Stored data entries
%%
use serde::{Deserialize, Serialize};

/// Role of a transcript message.
#[derive(Debug, Clone, Copy, PartialEq, Eq, Serialize, Deserialize)]
#[serde(rename_all = "snake_case")]
pub enum Role {
    System,
    User,
    Assistant,
}

/// A single role-tagged entry in a transcript.
///
/// `content` uses the same shape as the OpenAI chat wire format, so a
/// transcript can be handed to the upstream client without translation.
#[derive(Debug, Clone, PartialEq, Serialize, Deserialize)]
pub struct Message {
    pub role: Role,
    pub content: MessageContent,
    #[serde(default, skip_serializing_if = "Option::is_none")]
    pub created_at: Option<jiff::Timestamp>,
}

/// Message payload: plain text, or an ordered list of typed parts.
#[derive(Debug, Clone, PartialEq, Serialize, Deserialize)]
#[serde(untagged)]
pub enum MessageContent {
    Text(String),
    Parts(Vec<ContentPart>),
}

#[derive(Debug, Clone, PartialEq, Serialize, Deserialize)]
#[serde(tag = "type", rename_all = "snake_case")]
pub enum ContentPart {
    Text { text: String },
    ImageUrl { image_url: ImageUrl },
}

/// Inline image reference. Always a `data:` URL in this system.
#[derive(Debug, Clone, PartialEq, Serialize, Deserialize)]
pub struct ImageUrl {
    pub url: String,
}

impl Message {
    /// The fixed system instruction. Carries no timestamp.
    pub fn system(content: impl Into<String>) -> Self {
        Self {
            role: Role::System,
            content: MessageContent::Text(content.into()),
            created_at: None,
        }
    }

    /// A message stamped with the current time.
    pub fn new(role: Role, content: impl Into<MessageContent>) -> Self {
        Self {
            role,
            content: content.into(),
            created_at: Some(jiff::Timestamp::now()),
        }
    }

    pub fn user(content: impl Into<String>) -> Self {
        Self::new(Role::User, MessageContent::Text(content.into()))
    }

    pub fn assistant(content: impl Into<String>) -> Self {
        Self::new(Role::Assistant, MessageContent::Text(content.into()))
    }
}

impl MessageContent {
    /// Text of the message with image parts dropped.
    pub fn as_text(&self) -> String {
        match self {
            MessageContent::Text(text) => text.clone(),
            MessageContent::Parts(parts) => parts
                .iter()
                .filter_map(|p| match p {
                    ContentPart::Text { text } => Some(text.as_str()),
                    ContentPart::ImageUrl { .. } => None,
                })
                .collect::<Vec<_>>()
                .join("\n"),
        }
    }

    /// The same content with inline images removed.
    ///
    /// Images are only sent with the turn they arrived on; history goes
    /// upstream and into snapshots as text.
    pub fn without_images(&self) -> MessageContent {
        match self {
            MessageContent::Text(text) => MessageContent::Text(text.clone()),
            MessageContent::Parts(_) => MessageContent::Text(self.as_text()),
        }
    }

    pub fn has_image(&self) -> bool {
        match self {
            MessageContent::Text(_) => false,
            MessageContent::Parts(parts) => parts
                .iter()
                .any(|p| matches!(p, ContentPart::ImageUrl { .. })),
        }
    }
}

impl From<String> for MessageContent {
    fn from(text: String) -> Self {
        MessageContent::Text(text)
    }
}

impl From<&str> for MessageContent {
    fn from(text: &str) -> Self {
        MessageContent::Text(text.to_string())
    }
}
%%
Work item: The answer must consist of each line in the entries above that includes "same".

Result of this task:
/// `content` uses the same shape as the OpenAI chat wire format, so a
    /// The same content with inline images removed.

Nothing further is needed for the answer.